GOH Hanlin
Supervision : Matthieu CORD
Co-supervision : LIM Joo-Hwee
Learning Deep Visual Representations
Recent advancements in the areas of deep learning and visual information processing have presented an opportunity to unite both fields. These complementary fields combine to tackle the problem of classifying images into their semantic categories. Deep learning brings learning and representational capabilities to a visual processing model that is adapted for image classification. This thesis addresses problems that lead to the proposal of learning deep visual representations for image classification.

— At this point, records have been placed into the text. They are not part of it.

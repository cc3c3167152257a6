//! cardstack - Demo entry point

use cardstack::deck::{CardDeck, TransitionPlan};
use cardstack::layout::ItemIndex;
use clap::Parser;
use std::path::PathBuf;
use tracing::info;

/// Replay card taps against the stacked layout and print each transition
#[derive(Parser, Debug)]
#[command(name = "cardstack")]
#[command(version)]
#[command(about = "Replay expand/collapse taps on a stacked card layout")]
pub struct Args {
    /// Number of cards in the deck
    #[arg(short = 'n', long)]
    pub items: Option<usize>,

    /// Viewport width
    #[arg(long)]
    pub width: Option<f64>,

    /// Viewport height
    #[arg(long)]
    pub height: Option<f64>,

    /// Card index to tap (repeatable, applied in order)
    #[arg(short, long = "tap", value_name = "INDEX")]
    pub taps: Vec<usize>,

    /// Print transition plans as JSON
    #[arg(long)]
    pub json: bool,

    /// Path to configuration file
    #[arg(long)]
    pub config: Option<PathBuf>,
}

fn print_plan(plan: &TransitionPlan, json: bool) -> Result<(), Box<dyn std::error::Error>> {
    if json {
        println!("{}", serde_json::to_string(plan)?);
    } else {
        print!("{plan}");
    }
    Ok(())
}

fn main() -> Result<(), Box<dyn std::error::Error>> {
    let args = Args::parse();

    // Defaults → Config File → Env Vars → CLI Args
    let config = {
        let config_file = cardstack::config::load_config_with_precedence(args.config.clone())?;
        let merged = cardstack::config::merge_config(config_file);
        let with_env = cardstack::config::apply_env_overrides(merged);
        let with_cli =
            cardstack::config::apply_cli_overrides(with_env, args.items, args.width, args.height);
        cardstack::config::validate_config(with_cli)?
    };

    cardstack::logging::init(&config.log_file_path)?;

    info!(config = ?config, "Configuration loaded and resolved");

    let mut deck = CardDeck::new(config.card_count, config.viewport(), config.deck_options());
    print_plan(&deck.current_plan(), args.json)?;

    for &tap in &args.taps {
        let plan = deck.tap(ItemIndex::new(tap))?;
        print_plan(&plan, args.json)?;
    }

    Ok(())
}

The problem of deep learning is tackled on two fronts. The first aspect is the problem of unsupervised learning of latent representations from input data. The main focus is the integration of prior knowledge into the learning of restricted Boltzmann machines (RBM) through regularization. Regularizers are proposed to induce sparsity, selectivity and topographic organization in the coding to improve discrimination and invariance. The second direction introduces the notion of gradually transiting from unsupervised layer-wise learning to supervised deep learning. This is done through the integration of bottom-up information with top-down signals. Two novel implementations supporting this notion are explored. The first method uses top-down regularization to train a deep network of RBMs. The second method combines predictive and reconstructive loss functions to optimize a stack of encoder-decoder networks.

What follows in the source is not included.